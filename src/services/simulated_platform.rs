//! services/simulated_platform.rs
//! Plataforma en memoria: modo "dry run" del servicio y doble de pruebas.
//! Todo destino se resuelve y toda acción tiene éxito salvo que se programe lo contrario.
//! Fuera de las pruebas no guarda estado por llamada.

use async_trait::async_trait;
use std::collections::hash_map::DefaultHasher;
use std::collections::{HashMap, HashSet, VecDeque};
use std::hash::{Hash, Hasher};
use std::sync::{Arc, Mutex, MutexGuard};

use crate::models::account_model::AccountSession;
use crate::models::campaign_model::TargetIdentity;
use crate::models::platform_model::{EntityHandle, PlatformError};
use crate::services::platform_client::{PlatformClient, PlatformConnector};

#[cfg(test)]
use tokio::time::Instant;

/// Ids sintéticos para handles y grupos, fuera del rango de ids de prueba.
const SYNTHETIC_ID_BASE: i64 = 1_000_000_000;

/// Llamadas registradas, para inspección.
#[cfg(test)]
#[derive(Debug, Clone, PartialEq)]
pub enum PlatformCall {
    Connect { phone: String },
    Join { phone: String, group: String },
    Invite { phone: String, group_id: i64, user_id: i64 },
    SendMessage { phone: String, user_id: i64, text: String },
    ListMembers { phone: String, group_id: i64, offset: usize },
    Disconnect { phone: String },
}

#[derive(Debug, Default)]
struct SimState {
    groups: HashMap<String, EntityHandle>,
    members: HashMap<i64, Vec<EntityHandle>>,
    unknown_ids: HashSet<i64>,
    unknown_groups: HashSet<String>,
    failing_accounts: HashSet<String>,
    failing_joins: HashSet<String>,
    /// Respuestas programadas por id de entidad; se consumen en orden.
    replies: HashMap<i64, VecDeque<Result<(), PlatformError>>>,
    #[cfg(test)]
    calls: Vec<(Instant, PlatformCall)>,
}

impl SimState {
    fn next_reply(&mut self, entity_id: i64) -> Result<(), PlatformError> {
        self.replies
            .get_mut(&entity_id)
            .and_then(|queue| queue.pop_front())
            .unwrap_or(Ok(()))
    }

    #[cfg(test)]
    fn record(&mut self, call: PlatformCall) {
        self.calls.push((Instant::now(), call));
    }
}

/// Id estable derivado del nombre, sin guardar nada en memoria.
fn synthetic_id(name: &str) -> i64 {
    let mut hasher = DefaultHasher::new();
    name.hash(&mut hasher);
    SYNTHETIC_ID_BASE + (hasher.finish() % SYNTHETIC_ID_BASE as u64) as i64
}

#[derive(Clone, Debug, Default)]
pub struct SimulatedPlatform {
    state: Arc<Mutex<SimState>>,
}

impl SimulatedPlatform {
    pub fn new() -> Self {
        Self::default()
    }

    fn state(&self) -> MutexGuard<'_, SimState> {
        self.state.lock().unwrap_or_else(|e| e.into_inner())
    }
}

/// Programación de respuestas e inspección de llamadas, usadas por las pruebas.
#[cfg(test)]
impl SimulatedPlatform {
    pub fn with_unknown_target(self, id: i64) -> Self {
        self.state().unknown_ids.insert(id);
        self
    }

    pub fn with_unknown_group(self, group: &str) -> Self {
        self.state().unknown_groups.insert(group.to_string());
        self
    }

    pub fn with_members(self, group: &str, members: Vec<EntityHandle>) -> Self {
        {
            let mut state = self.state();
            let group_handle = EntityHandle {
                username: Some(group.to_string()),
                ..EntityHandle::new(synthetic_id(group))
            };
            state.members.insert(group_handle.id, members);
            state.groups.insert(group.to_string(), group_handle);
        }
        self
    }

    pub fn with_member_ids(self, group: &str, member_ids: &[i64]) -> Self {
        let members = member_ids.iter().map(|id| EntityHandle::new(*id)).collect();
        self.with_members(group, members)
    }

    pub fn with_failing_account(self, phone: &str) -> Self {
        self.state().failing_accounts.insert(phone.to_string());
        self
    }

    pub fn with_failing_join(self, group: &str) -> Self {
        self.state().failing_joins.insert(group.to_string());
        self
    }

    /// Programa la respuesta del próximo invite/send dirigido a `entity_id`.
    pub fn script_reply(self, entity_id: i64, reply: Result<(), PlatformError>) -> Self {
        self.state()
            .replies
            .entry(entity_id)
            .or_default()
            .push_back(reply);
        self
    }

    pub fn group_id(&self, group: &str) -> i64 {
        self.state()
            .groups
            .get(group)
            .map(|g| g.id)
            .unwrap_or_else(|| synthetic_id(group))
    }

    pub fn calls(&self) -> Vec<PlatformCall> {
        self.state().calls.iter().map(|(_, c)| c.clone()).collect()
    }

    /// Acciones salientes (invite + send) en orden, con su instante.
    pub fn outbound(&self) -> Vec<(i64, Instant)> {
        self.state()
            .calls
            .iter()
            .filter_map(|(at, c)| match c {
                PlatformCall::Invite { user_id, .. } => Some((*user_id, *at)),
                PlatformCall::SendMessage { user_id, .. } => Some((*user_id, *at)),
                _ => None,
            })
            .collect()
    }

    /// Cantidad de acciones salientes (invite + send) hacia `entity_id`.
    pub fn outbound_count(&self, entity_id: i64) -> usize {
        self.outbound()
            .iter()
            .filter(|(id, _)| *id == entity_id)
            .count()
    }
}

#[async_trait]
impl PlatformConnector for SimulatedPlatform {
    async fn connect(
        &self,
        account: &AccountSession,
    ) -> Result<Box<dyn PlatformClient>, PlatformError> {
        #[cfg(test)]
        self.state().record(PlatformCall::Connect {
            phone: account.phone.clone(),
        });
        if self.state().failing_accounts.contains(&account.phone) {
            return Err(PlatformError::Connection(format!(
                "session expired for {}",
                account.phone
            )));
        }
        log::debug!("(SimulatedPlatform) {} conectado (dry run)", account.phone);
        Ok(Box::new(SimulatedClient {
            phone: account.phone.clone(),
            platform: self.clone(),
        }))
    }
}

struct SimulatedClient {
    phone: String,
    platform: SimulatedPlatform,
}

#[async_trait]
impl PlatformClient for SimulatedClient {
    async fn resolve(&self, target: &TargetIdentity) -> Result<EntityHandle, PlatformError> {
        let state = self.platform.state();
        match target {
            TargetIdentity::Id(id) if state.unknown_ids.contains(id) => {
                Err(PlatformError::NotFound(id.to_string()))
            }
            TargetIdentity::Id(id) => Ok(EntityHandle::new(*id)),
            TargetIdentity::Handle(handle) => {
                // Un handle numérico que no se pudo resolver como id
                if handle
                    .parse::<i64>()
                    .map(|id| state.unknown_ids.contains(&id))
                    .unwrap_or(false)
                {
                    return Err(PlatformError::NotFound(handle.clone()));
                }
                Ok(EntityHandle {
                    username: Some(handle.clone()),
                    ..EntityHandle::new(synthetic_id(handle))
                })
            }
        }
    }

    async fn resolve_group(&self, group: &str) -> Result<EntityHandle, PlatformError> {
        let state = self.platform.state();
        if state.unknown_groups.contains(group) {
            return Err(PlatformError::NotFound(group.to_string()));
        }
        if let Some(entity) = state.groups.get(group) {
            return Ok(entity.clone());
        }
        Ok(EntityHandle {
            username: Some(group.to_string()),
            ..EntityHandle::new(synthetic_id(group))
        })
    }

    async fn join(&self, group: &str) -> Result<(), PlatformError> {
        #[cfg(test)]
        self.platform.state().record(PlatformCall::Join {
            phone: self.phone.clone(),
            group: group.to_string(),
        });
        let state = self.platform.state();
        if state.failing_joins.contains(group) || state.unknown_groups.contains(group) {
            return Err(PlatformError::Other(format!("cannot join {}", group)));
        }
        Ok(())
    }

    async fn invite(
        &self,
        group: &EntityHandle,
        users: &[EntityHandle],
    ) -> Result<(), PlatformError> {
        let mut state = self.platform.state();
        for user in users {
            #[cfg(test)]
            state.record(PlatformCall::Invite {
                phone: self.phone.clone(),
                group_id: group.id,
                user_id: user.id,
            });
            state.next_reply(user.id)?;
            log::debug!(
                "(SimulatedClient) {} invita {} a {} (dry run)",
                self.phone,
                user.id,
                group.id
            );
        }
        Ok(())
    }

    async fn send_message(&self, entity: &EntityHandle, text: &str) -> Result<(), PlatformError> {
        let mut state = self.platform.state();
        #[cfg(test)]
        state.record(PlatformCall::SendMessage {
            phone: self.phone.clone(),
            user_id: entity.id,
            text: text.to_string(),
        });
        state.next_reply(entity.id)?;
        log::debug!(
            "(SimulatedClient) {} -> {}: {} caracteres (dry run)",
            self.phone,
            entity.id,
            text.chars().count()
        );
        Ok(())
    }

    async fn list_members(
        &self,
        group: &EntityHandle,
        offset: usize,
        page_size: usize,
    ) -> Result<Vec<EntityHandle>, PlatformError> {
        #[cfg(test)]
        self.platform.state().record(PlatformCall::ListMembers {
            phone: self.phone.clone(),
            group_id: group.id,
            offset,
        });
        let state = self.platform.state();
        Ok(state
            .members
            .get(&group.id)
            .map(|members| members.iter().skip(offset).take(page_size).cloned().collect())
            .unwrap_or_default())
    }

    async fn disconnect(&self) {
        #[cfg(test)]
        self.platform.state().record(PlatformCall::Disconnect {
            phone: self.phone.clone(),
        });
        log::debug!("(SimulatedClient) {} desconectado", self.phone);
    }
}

----

→ Task to carry out
Please copy every line from the entries that includes the word "username".

→ Result of this exercise
                username: Some(group.to_string()),
                    username: Some(handle.clone()),
            username: Some(group.to_string()),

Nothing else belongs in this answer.